İstanbul – Türkiye’deki Çerkeslerin özgün yaşam biçimlerini anlatan ‘Küllerinden Doğmak’ adlı belgesel film 3–7 Ekim tarihleri arasında İstanbul’da düzenlenen 10. Uluslararası 1001 Belgesel Film Festivali’nde gösterilecek.
Belgesel yönetmeni Enis Rıza’nın son filmi Küllerinden Doğmak, Türkiye’de Kültürel Hakların Desteklenmesi ve Yayın Programlarına Destek Hibe Programı (BSGS) kapsamında Kafkas Dernekleri Federasyonu ve İstanbul Dostluk Kulübü adına ‘Birbirimizin Zenginliğiyiz’ projesi için çekilmişti.

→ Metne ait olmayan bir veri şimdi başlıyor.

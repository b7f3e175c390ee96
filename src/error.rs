//! Crate-wide error taxonomy.
//!
//! Every subsystem returns `SpockResult<T>`. Variants match the semantic
//! taxonomy of the design document one-to-one; names are stable across
//! versions so callers can match on them.

use thiserror::Error;

/// Errors produced anywhere in the engine.
#[derive(Error, Debug)]
pub enum SpockError {
    #[error("configuration error: {0}")]
    Configuration(String),

    #[error("parse error at line {line}, column {column}: {message}")]
    ParseAt {
        message: String,
        line: usize,
        column: usize,
    },

    #[error("circular dependency detected: {cycle}")]
    Cycle { cycle: String },

    #[error("symbol resolution error: {0}")]
    SymbolResolution(String),

    #[error("verb not found: {0}")]
    VerbNotFound(String),

    #[error("dimension mismatch: expected {expected}, got {got}")]
    DimensionMismatch { expected: usize, got: usize },

    #[error("unit incompatibility: cannot combine '{left}' and '{right}'")]
    UnitIncompatibility { left: String, right: String },

    #[error("arithmetic error: {0}")]
    Arithmetic(String),

    #[error("theory not found: {0}")]
    TheoryNotFound(String),

    #[error("theory busy: '{0}' is being written by another caller")]
    TheoryBusy(String),

    #[error("merge conflict on declaration '{0}'")]
    MergeConflict(String),

    #[error("verb macro '{0}' terminated without declaring @result")]
    MissingResult(String),

    #[error("planning failed: {reason}")]
    PlanFailure { reason: String },

    #[error("working folder unusable: {0}")]
    FolderAccess(String),

    #[error("I/O error: {0}")]
    Io(#[from] std::io::Error),

    #[error("JSON error: {0}")]
    Json(#[from] serde_json::Error),

    #[error("figment error: {0}")]
    Figment(#[from] figment::Error),
}

/// Result alias used throughout the crate.
pub type SpockResult<T> = Result<T, SpockError>;
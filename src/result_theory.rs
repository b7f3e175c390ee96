//! ResultTheory (C14): assembles the clean-result DSL macro from the final
//! symbol state plus the execution trace, and recovers the same summary
//! back out of its rendered text.

use crate::trace::TraceStep;
use crate::value::TypedValue;
use std::collections::HashMap;

/// Verbs whose trace steps are surfaced as `@fact` statements.
const SEMANTIC_VERBS: &[&str] = &[
    "Is", "Has", "Implies", "Causes", "Before", "After", "Contains", "HasNumericValue",
];

/// Kernel verbs that denote a relation worth surfacing when both operands
/// are user-named (not a verb macro's internal `$subject`/`$object`).
const KERNEL_RELATION_VERBS: &[&str] = &["Add", "Bind", "Move"];

fn is_user_named(token: &str) -> bool {
    !token.starts_with('$')
}

fn escape(message: &str) -> String {
    message.replace('\\', "\\\\").replace('"', "\\\"")
}

/// Recovered structure of a rendered result theory.
#[derive(Debug, Clone, Default, PartialEq)]
pub struct ResultSummary {
    pub success: bool,
    pub facts: Vec<(String, String, String)>,
    pub truth: Option<f64>,
    pub confidence: Option<f64>,
    pub error_message: Option<String>,
}

/// Builds the clean result theory for a successful run.
pub fn build_success(
    symbols: &HashMap<String, TypedValue>,
    steps: &[TraceStep],
    score: f64,
) -> String {
    let mut lines = Vec::new();
    let mut fact_idx = 0usize;
    let mut rel_idx = 0usize;

    for step in steps {
        if step.verb.is_empty() {
            continue;
        }
        if SEMANTIC_VERBS.contains(&step.verb.as_str()) {
            lines.push(format!(
                "@fact{fact_idx} {} {} {}",
                step.subject_ref, step.verb, step.object_ref
            ));
            fact_idx += 1;
        } else if KERNEL_RELATION_VERBS.contains(&step.verb.as_str())
            && is_user_named(&step.subject_ref)
            && is_user_named(&step.object_ref)
        {
            lines.push(format!(
                "@rel{rel_idx} {} {} {}",
                step.subject_ref, step.verb, step.object_ref
            ));
            rel_idx += 1;
        }
    }

    if let Some(result) = symbols.get("result") {
        match result {
            TypedValue::Scalar(s) => lines.push(format!("@scalar result HasValue {s:.4}")),
            TypedValue::Numeric(n) => lines.push(format!("@scalar result HasValue {}", n.value)),
            TypedValue::Fact(f) => lines.push(format!("@fact_result {} {} {}", f.subject, f.verb, f.object)),
            other => lines.push(format!("@fact_result result Is {}", other.summarize())),
        }
        lines.push(format!("@confidence result HasTruth {:.4}", score));
    }

    lines.join("\n")
}

/// Builds the `@Error` macro for a failed run.
pub fn build_error(message: &str) -> String {
    format!(
        "@Error theory begin\n  @error message HasValue \"{}\"\n  @success result HasValue false\nend",
        escape(message)
    )
}

/// Recovers `{success, facts, truth, confidence}` from rendered result
/// theory text. Tolerant of either the success form (bare `@fact*`/
/// `@scalar`/`@confidence` statements) or the `@Error` macro form.
///
/// The `@Error` form is scanned by hand rather than through the tokenizer:
/// an escaped error message may contain spaces, which the whitespace-
/// delimited grammar can't round-trip as a single token.
pub fn parse_result_theory(text: &str) -> ResultSummary {
    let mut summary = ResultSummary {
        success: true,
        ..Default::default()
    };
    if text.trim().is_empty() {
        return summary;
    }

    if text.contains("@Error theory begin") {
        summary.success = false;
        summary.error_message = text
            .lines()
            .find(|l| l.trim_start().starts_with("@error "))
            .and_then(extract_quoted);
        return summary;
    }

    let Ok(script) = crate::dsl::parser::parse_script(text) else {
        return ResultSummary {
            success: false,
            error_message: Some("unparseable result theory".to_string()),
            ..Default::default()
        };
    };

    for stmt in &script.statements {
        if stmt.declaration.starts_with("fact") || stmt.declaration == "fact_result" {
            summary
                .facts
                .push((stmt.subject.clone(), stmt.verb.clone(), stmt.object.clone()));
        } else if stmt.declaration == "scalar" && stmt.object.parse::<f64>().is_ok() {
            summary.truth = stmt.object.parse::<f64>().ok();
        } else if stmt.declaration == "confidence" {
            summary.confidence = stmt.object.parse::<f64>().ok();
        }
    }

    summary
}

fn extract_quoted(line: &str) -> Option<String> {
    let first = line.find('"')?;
    let last = line.rfind('"')?;
    (last > first).then(|| line[first + 1..last].to_string())
}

Filmin festival kapsamındaki ilk gösterimi 4 Ekim’de Beyoğlu Sineması’nda saat 18.10’da, ikinci gösterimi 6 Ekim’de Kadıköy’de Nazım Hikmet Kültür Merkezi’nde saat 18.30’da yapılacak.
Danışmanlığını yazar-mütercim Murat Papşu’nun yaptığı belgesel, Kuzey Kafkasya’nın Ruslar tarafından işgali ile yaşanan savaşlar sonrasında 1864’e yurtlarından zorla çıkartılmış Çerkeslerin izlerini sürüyor. Çerkeslerin Türkiye’deki yeni yurtlarını nasıl kurdukları, onları özgün topluluklar yapan yaşama biçimlerini anlatıyor. ‘Küllerinden Doğmak’, Çerkesleri, günlük hayatları ve törenleri içinde Türkçe anlatımları ve kültürlerinin ayrılmaz parçası olan kendi dillerinde izliyor.

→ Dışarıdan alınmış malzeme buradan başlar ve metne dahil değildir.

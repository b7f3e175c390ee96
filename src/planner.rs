//! Planner (C12): semantic gradient-descent `Plan` and `Solve`.
//!
//! Both loops are synchronous and bound themselves by `maxSteps` rather
//! than an external cancellation mechanism; callers that need to interrupt
//! a long-running plan pass a [`CancelToken`], checked once per iteration
//! (spec.md §9, "Cooperative suspension").

use crate::config::PlateauStrategy;
use crate::error::{SpockError, SpockResult};
use crate::vector::ops;
use crate::vector::space::{Hypervector, VectorSpace};
use serde::{Deserialize, Serialize};
use std::sync::atomic::{AtomicBool, Ordering};
use std::sync::Arc;

/// A cooperative cancellation flag, checked once per planner iteration.
#[derive(Debug, Clone, Default)]
pub struct CancelToken(Arc<AtomicBool>);

impl CancelToken {
    pub fn new() -> Self {
        CancelToken(Arc::new(AtomicBool::new(false)))
    }

    pub fn cancel(&self) {
        self.0.store(true, Ordering::SeqCst);
    }

    pub fn is_cancelled(&self) -> bool {
        self.0.load(Ordering::SeqCst)
    }
}

/// One accepted step of a `Plan` run.
#[derive(Debug, Clone, Serialize, Deserialize)]
pub struct PlanStep {
    pub verb: String,
    pub object_name: String,
    pub distance_before: f64,
    pub distance_after: f64,
}

/// Result of `Plan(current, goal)`.
#[derive(Debug, Clone, Serialize, Deserialize)]
pub struct PlanResult {
    pub success: bool,
    pub steps: Vec<PlanStep>,
    pub trace: Vec<String>,
    pub final_distance: f64,
    pub total_steps: usize,
    pub final_state: Hypervector,
}

/// A named candidate action: binding `object_name` via `verb` moves the
/// state toward `vector`.
#[derive(Debug, Clone)]
pub struct Candidate {
    pub verb: String,
    pub object_name: String,
    pub vector: Hypervector,
}

struct Scored<'a> {
    candidate: &'a Candidate,
    next: Hypervector,
    score: f64,
}

fn best_candidate<'a>(state: &Hypervector, goal: &Hypervector, candidates: &'a [Candidate]) -> SpockResult<Option<Scored<'a>>> {
    let mut best: Option<Scored<'a>> = None;
    for candidate in candidates {
        let next = VectorSpace::normalise(&VectorSpace::add(state, &candidate.vector)?);
        let cos = VectorSpace::cosine_similarity(&next, goal)?;
        let score = 1.0 - cos;
        if best.as_ref().is_none_or(|b| score < b.score) {
            best = Some(Scored { candidate, next, score });
        }
    }
    Ok(best)
}

/// `Plan(current, goal)` via semantic gradient descent.
#[allow(clippy::too_many_arguments)]
pub fn plan(
    current: &Hypervector,
    goal: &Hypervector,
    candidates: &[Candidate],
    epsilon: f64,
    max_steps: usize,
    strategy: PlateauStrategy,
    mut random_unit: impl FnMut() -> Hypervector,
    mut procedural_fallback: Option<&mut dyn FnMut(&Hypervector, &Hypervector) -> Option<Hypervector>>,
    cancel: Option<&CancelToken>,
) -> SpockResult<PlanResult> {
    let mut state = VectorSpace::clone_vec(current);
    let mut steps = Vec::new();
    let mut trace = Vec::new();
    let mut current_dist = 1.0 - VectorSpace::cosine_similarity(&state, goal)?;
    let mut plateau_count = 0usize;
    let mut step = 0usize;

    while current_dist >= epsilon && step < max_steps {
        if cancel.is_some_and(CancelToken::is_cancelled) {
            trace.push("# cancelled".to_string());
            break;
        }
        let Some(best) = best_candidate(&state, goal, candidates)? else {
            trace.push("# no candidates available".to_string());
            break;
        };
        let improvement = current_dist - best.score;

        if improvement <= 0.0 {
            match strategy {
                PlateauStrategy::Fail => {
                    trace.push("# plateau: failing".to_string());
                    return Err(SpockError::PlanFailure {
                        reason: "plateau".to_string(),
                    });
                }
                PlateauStrategy::RandomRestart => {
                    let nudge = random_unit();
                    state = VectorSpace::normalise(&VectorSpace::add(
                        &state,
                        &VectorSpace::scale(&nudge, 0.1),
                    )?);
                    trace.push("# plateau: random_restart".to_string());
                }
                PlateauStrategy::ProceduralFallback => {
                    let fallback = procedural_fallback
                        .as_deref_mut()
                        .and_then(|f| f(&state, goal));
                    match fallback {
                        Some(next) => {
                            state = next;
                            trace.push("# plateau: procedural_fallback".to_string());
                        }
                        None => {
                            trace.push("# plateau: no fallback registered, failing".to_string());
                            return Err(SpockError::PlanFailure {
                                reason: "plateau".to_string(),
                            });
                        }
                    }
                }
            }
        } else {
            state = best.next;
            steps.push(PlanStep {
                verb: best.candidate.verb.clone(),
                object_name: best.candidate.object_name.clone(),
                distance_before: current_dist,
                distance_after: best.score,
            });
            trace.push(format!(
                "# step {}: {} {} -> distance {:.4}",
                step + 1,
                best.candidate.verb,
                best.candidate.object_name,
                best.score
            ));
        }

        let new_dist = 1.0 - VectorSpace::cosine_similarity(&state, goal)?;
        if (current_dist - new_dist).abs() < epsilon / 10.0 {
            plateau_count += 1;
        } else {
            plateau_count = 0;
        }
        current_dist = new_dist;
        step += 1;
        if plateau_count >= 3 && strategy == PlateauStrategy::Fail {
            trace.push("# plateau: 3 consecutive near-zero deltas".to_string());
            return Err(SpockError::PlanFailure {
                reason: "plateau".to_string(),
            });
        }
    }

    Ok(PlanResult {
        success: current_dist < epsilon,
        steps,
        trace,
        final_distance: current_dist,
        total_steps: step,
        final_state: state,
    })
}

/// One constraint `Solve` relaxes toward.
#[derive(Debug, Clone)]
pub struct Constraint {
    pub name: String,
    pub vector: Hypervector,
    pub min_similarity: f64,
}

/// Result of `Solve(state, constraints)`.
#[derive(Debug, Clone, Serialize, Deserialize)]
pub struct SolutionResult {
    pub success: bool,
    pub solution: Hypervector,
    pub trace: Vec<String>,
    pub violations: Vec<(String, f64)>,
    pub total_steps: usize,
}

fn violation(state: &Hypervector, constraint: &Constraint) -> SpockResult<f64> {
    let cos = VectorSpace::cosine_similarity(state, &constraint.vector)?;
    Ok(constraint.min_similarity - cos)
}

/// `Solve(state, constraints)` via iterative constraint relaxation.
pub fn solve(
    state: &Hypervector,
    constraints: &[Constraint],
    epsilon: f64,
    max_steps: usize,
    cancel: Option<&CancelToken>,
) -> SpockResult<SolutionResult> {
    let mut current = VectorSpace::clone_vec(state);
    let mut trace = Vec::new();
    let mut step = 0usize;

    loop {
        if cancel.is_some_and(CancelToken::is_cancelled) {
            trace.push("# cancelled".to_string());
            break;
        }
        let mut violations = Vec::with_capacity(constraints.len());
        let mut max_violation = 0.0f64;
        for constraint in constraints {
            let v = violation(&current, constraint)?;
            violations.push((constraint.name.clone(), v));
            if v > max_violation {
                max_violation = v;
            }
        }
        if max_violation <= epsilon || step >= max_steps {
            let success = max_violation <= epsilon;
            return Ok(SolutionResult {
                success,
                solution: current,
                trace,
                violations,
                total_steps: step,
            });
        }
        for constraint in constraints {
            let v = violation(&current, constraint)?;
            if v > 0.0 {
                let push = VectorSpace::scale(&constraint.vector, 0.5 * v);
                current = VectorSpace::normalise(&VectorSpace::add(&current, &push)?);
                trace.push(format!(
                    "# step {}: relax '{}' (violation {:.4})",
                    step + 1,
                    constraint.name,
                    v
                ));
            }
        }
        step += 1;
    }

    let violations: Result<Vec<(String, f64)>, SpockError> = constraints
        .iter()
        .map(|c| violation(&current, c).map(|v| (c.name.clone(), v)))
        .collect();
    let violations = violations?;
    Ok(SolutionResult {
        success: false,
        solution: current,
        trace,
        violations,
        total_steps: step,
    })
}

#[cfg(test)]
mod tests {
    use super::*;
    use crate::config::NumericType;

    fn v(values: &[f64]) -> Hypervector {
        Hypervector::from_values(NumericType::Float64, values.to_vec())
    }

    #[test]
    fn plan_happy_path_terminates_in_one_step() {
        let current = VectorSpace::normalise(&v(&[1.0, 0.0, 0.0]));
        let goal = VectorSpace::normalise(&v(&[0.0, 1.0, 0.0]));
        let action = VectorSpace::add(&goal, &VectorSpace::scale(&current, -1.0)).unwrap();
        let candidates = vec![
            Candidate {
                verb: "Move".into(),
                object_name: "toward_goal".into(),
                vector: action,
            },
            Candidate {
                verb: "Move".into(),
                object_name: "orthogonal".into(),
                vector: v(&[0.0, 0.0, 1.0]),
            },
        ];
        let result = plan(
            &current,
            &goal,
            &candidates,
            0.05,
            100,
            PlateauStrategy::Fail,
            || v(&[1.0, 1.0, 1.0]),
            None,
            None,
        )
        .unwrap();
        assert!(result.success);
        assert_eq!(result.total_steps, 1);
        assert!(result.final_distance < 0.05);
    }

    #[test]
    fn plan_fails_on_plateau_with_fail_strategy() {
        let current = VectorSpace::normalise(&v(&[1.0, 0.0]));
        let goal = VectorSpace::normalise(&v(&[-1.0, 0.0]));
        // every candidate pushes orthogonally, so distance never improves
        let candidates = vec![Candidate {
            verb: "Move".into(),
            object_name: "noop".into(),
            vector: v(&[0.0, 0.0]),
        }];
        let result = plan(
            &current,
            &goal,
            &candidates,
            0.01,
            10,
            PlateauStrategy::Fail,
            || v(&[0.0, 1.0]),
            None,
            None,
        );
        assert!(result.is_err());
    }

    #[test]
    fn solve_converges_when_constraint_already_satisfied() {
        let state = VectorSpace::normalise(&v(&[1.0, 0.0]));
        let constraints = vec![Constraint {
            name: "c1".into(),
            vector: VectorSpace::normalise(&v(&[1.0, 0.0])),
            min_similarity: 0.5,
        }];
        let result = solve(&state, &constraints, 0.05, 50, None).unwrap();
        assert!(result.success);
        assert_eq!(result.total_steps, 0);
    }

    #[test]
    fn solve_relaxes_toward_unmet_constraint() {
        let state = VectorSpace::normalise(&v(&[1.0, 0.0]));
        let constraints = vec![Constraint {
            name: "c1".into(),
            vector: VectorSpace::normalise(&v(&[0.0, 1.0])),
            min_similarity: 0.9,
        }];
        let result = solve(&state, &constraints, 0.05, 200, None).unwrap();
        assert!(result.success);
        let cos = VectorSpace::cosine_similarity(&result.solution, &constraints[0].vector).unwrap();
        assert!(cos >= 0.9 - 1e-6);
    }
}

Yönetmen Rıza, belgeselin girişinde Çerkeslerin tarihini şu sözlerle özetliyor:
“Köylerin çevrelerindeki ormanlar kesildi. Yağmadan sonra evler ve ekinler ateşe verildi. Topraklarını terk etmek istemeyenler katledildi. Üç kuşağa mal olan uzun ve kanlı savaşlardan sonra, Yüz binlerce Çerkesyalı yurtlarından ayrılmak zorunda kaldılar. Onlardan boşalan yerlere yüzden fazla milliyetten topluluk yerleştirildi. Adları ve tarihleri hafızalardan silinmeye çalışıldı.

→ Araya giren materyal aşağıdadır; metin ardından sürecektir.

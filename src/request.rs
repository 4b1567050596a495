//! Request handles for individual nonblocking MPI operations.
//!
//! A [`Request`] borrows the buffer of its operation, so the buffer cannot be
//! touched until the request has completed. The bulk helpers
//! ([`Request::wait_any`], [`Request::test_some`], ...) operate on a slice of
//! requests; completed entries become null and can stay in the slice.

use std::marker::PhantomData;
use std::sync::OnceLock;

use crate::datatype::DatatypeTag;
use crate::error::{Error, Result};
use crate::ffi;
use crate::status::{RawStatus, Status};

/// Value of `MPI_REQUEST_NULL` as seen through the C shim.
pub(crate) fn request_null() -> i64 {
    static NULL: OnceLock<i64> = OnceLock::new();
    *NULL.get_or_init(|| unsafe { ffi::ferroreq_request_null() })
}

/// A handle to a single nonblocking MPI operation.
///
/// Dropping a request that has not completed waits for it.
///
/// # Example
///
/// ```no_run
/// use ferroreq::{Mpi, ANY_SOURCE};
///
/// let mpi = Mpi::init().unwrap();
/// let world = mpi.world();
///
/// let mut inbox = vec![0u8; 64];
/// let request = world.irecv(&mut inbox, ANY_SOURCE, 0).unwrap();
///
/// // Do other work while communication proceeds...
///
/// let status = request.wait().unwrap();
/// println!("got {} bytes from rank {}", status.count().unwrap(), status.source);
/// ```
pub struct Request<'a> {
    handle: i64,
    datatype: DatatypeTag,
    _buffer: PhantomData<&'a mut ()>,
}

impl<'a> Request<'a> {
    pub(crate) fn new(handle: i64, datatype: DatatypeTag) -> Self {
        Request {
            handle,
            datatype,
            _buffer: PhantomData,
        }
    }

    /// Get the raw request handle (for advanced use).
    pub fn raw_handle(&self) -> i64 {
        self.handle
    }

    /// Whether the operation has completed (the handle is `MPI_REQUEST_NULL`).
    pub fn is_completed(&self) -> bool {
        self.handle == request_null()
    }

    /// Block until the operation completes.
    pub fn wait(mut self) -> Result<Status> {
        let mut raw = RawStatus::default();
        let ret = unsafe { ffi::ferroreq_wait(&mut self.handle, &mut raw) };
        // Never wait twice on the same handle, even after an error
        self.handle = request_null();
        Error::check(ret)?;
        Ok(Status::new(raw, self.datatype))
    }

    /// Check for completion without blocking.
    ///
    /// Returns `Some(status)` once the operation has completed; after that the
    /// request is null and further calls return `None`.
    pub fn test(&mut self) -> Result<Option<Status>> {
        if self.is_completed() {
            return Ok(None);
        }
        let mut flag: i32 = 0;
        let mut raw = RawStatus::default();
        let ret = unsafe { ffi::ferroreq_test(&mut self.handle, &mut flag, &mut raw) };
        Error::check(ret)?;
        Ok((flag != 0).then(|| Status::new(raw, self.datatype)))
    }

    /// Mark the operation for cancellation.
    ///
    /// The request must still be completed with [`wait`](Self::wait) or
    /// [`test`](Self::test) (dropping it also waits).
    pub fn cancel(&mut self) -> Result<()> {
        if self.is_completed() {
            return Ok(());
        }
        let ret = unsafe { ffi::ferroreq_cancel(&mut self.handle) };
        Error::check(ret)
    }

    // ========================================================================
    // Bulk completion
    // ========================================================================

    /// Block until one of `requests` completes.
    ///
    /// Returns `None` if every request was already complete.
    pub fn wait_any(requests: &mut [Request<'a>]) -> Result<Option<(usize, Status)>> {
        let mut handles = Self::handles(requests);
        let mut index: i32 = -1;
        let mut raw = RawStatus::default();
        let ret = unsafe {
            ffi::ferroreq_waitany(handles.len() as i64, handles.as_mut_ptr(), &mut index, &mut raw)
        };
        Self::store(requests, &handles);
        Error::check(ret)?;
        Ok(Self::indexed(requests, index, raw))
    }

    /// Check whether any of `requests` has completed, without blocking.
    pub fn test_any(requests: &mut [Request<'a>]) -> Result<Option<(usize, Status)>> {
        let mut handles = Self::handles(requests);
        let mut index: i32 = -1;
        let mut flag: i32 = 0;
        let mut raw = RawStatus::default();
        let ret = unsafe {
            ffi::ferroreq_testany(
                handles.len() as i64,
                handles.as_mut_ptr(),
                &mut index,
                &mut flag,
                &mut raw,
            )
        };
        Self::store(requests, &handles);
        Error::check(ret)?;
        if flag == 0 {
            return Ok(None);
        }
        Ok(Self::indexed(requests, index, raw))
    }

    /// Block until every request completes.
    ///
    /// Returns one status per request, index-aligned with `requests`.
    pub fn wait_all(requests: &mut [Request<'a>]) -> Result<Vec<Status>> {
        if requests.is_empty() {
            return Ok(Vec::new());
        }
        let mut handles = Self::handles(requests);
        let mut raw = vec![RawStatus::default(); requests.len()];
        let ret = unsafe {
            ffi::ferroreq_waitall(handles.len() as i64, handles.as_mut_ptr(), raw.as_mut_ptr())
        };
        Self::store(requests, &handles);
        Error::check(ret)?;
        Ok(Self::aligned(requests, &raw))
    }

    /// Check whether every request has completed, without blocking.
    ///
    /// Returns `None` while any request is still pending.
    pub fn test_all(requests: &mut [Request<'a>]) -> Result<Option<Vec<Status>>> {
        let mut handles = Self::handles(requests);
        let mut raw = vec![RawStatus::default(); requests.len()];
        let mut flag: i32 = 0;
        let ret = unsafe {
            ffi::ferroreq_testall(
                handles.len() as i64,
                handles.as_mut_ptr(),
                &mut flag,
                raw.as_mut_ptr(),
            )
        };
        Self::store(requests, &handles);
        Error::check(ret)?;
        Ok((flag != 0).then(|| Self::aligned(requests, &raw)))
    }

    /// Block until at least one request completes; return every completed
    /// `(index, status)` pair.
    pub fn wait_some(requests: &mut [Request<'a>]) -> Result<Vec<(usize, Status)>> {
        Self::some(requests, ffi::ferroreq_waitsome)
    }

    /// Return every completed `(index, status)` pair without blocking.
    pub fn test_some(requests: &mut [Request<'a>]) -> Result<Vec<(usize, Status)>> {
        Self::some(requests, ffi::ferroreq_testsome)
    }

    fn some(
        requests: &mut [Request<'a>],
        call: unsafe extern "C" fn(i64, *mut i64, *mut i32, *mut i32, *mut RawStatus) -> i32,
    ) -> Result<Vec<(usize, Status)>> {
        let mut handles = Self::handles(requests);
        let mut indices = vec![0i32; requests.len()];
        let mut raw = vec![RawStatus::default(); requests.len()];
        let mut outcount: i32 = 0;
        let ret = unsafe {
            call(
                handles.len() as i64,
                handles.as_mut_ptr(),
                &mut outcount,
                indices.as_mut_ptr(),
                raw.as_mut_ptr(),
            )
        };
        Self::store(requests, &handles);
        Error::check(ret)?;

        let outcount = outcount.max(0) as usize;
        Ok(indices[..outcount]
            .iter()
            .zip(&raw[..outcount])
            .map(|(&i, &st)| (i as usize, Status::new(st, requests[i as usize].datatype)))
            .collect())
    }

    fn handles(requests: &[Request<'a>]) -> Vec<i64> {
        requests.iter().map(|r| r.handle).collect()
    }

    fn store(requests: &mut [Request<'a>], handles: &[i64]) {
        for (request, &handle) in requests.iter_mut().zip(handles) {
            request.handle = handle;
        }
    }

    fn indexed(requests: &[Request<'a>], index: i32, raw: RawStatus) -> Option<(usize, Status)> {
        let index = usize::try_from(index).ok()?;
        let datatype = requests.get(index)?.datatype;
        Some((index, Status::new(raw, datatype)))
    }

    fn aligned(requests: &[Request<'a>], raw: &[RawStatus]) -> Vec<Status> {
        requests
            .iter()
            .zip(raw)
            .map(|(r, &st)| Status::new(st, r.datatype))
            .collect()
    }
}

impl Drop for Request<'_> {
    fn drop(&mut self) {
        if !self.is_completed() {
            // The buffer borrow ends here, so the operation must finish first
            unsafe { ffi::ferroreq_wait(&mut self.handle, std::ptr::null_mut()) };
        }
    }
}

impl std::fmt::Debug for Request<'_> {
    fn fmt(&self, f: &mut std::fmt::Formatter<'_>) -> std::fmt::Result {
        f.debug_struct("Request")
            .field("handle", &self.handle)
            .field("datatype", &self.datatype)
            .finish()
    }
}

Ve, 21 Mayıs 1864… Çarlık’ın, Kaskas-Rus Savaşı’nın sona ermesini törenlerle kutladığı o gün… Binlerce Çerkes kendilerini Osmanlı topraklarına taşıyacak gemileri beklemekteydiler Karadeniz kıyılarında… Bu, büyük göçün ne başlangıcıydı ne de sonu. Çerkes boyları; Abzehler, Besleneyler, Bjeduğlar, Çemguylar, Hatukaylar, Kabardeyler, Şapsığlar, Ubıhlar, Heğahlar, Janeler, Mahoşlar, Mamheğler, Natuhaylar. Ve Abazalar. Hayatta kalabilenler, geride acılarını ve tarihlerini bırakarak, özgün bir yaşama kültürünün taşıyıcısı olarak Anadolu’ya ve Ortadoğu’ya yağmur gibi serpildiler…”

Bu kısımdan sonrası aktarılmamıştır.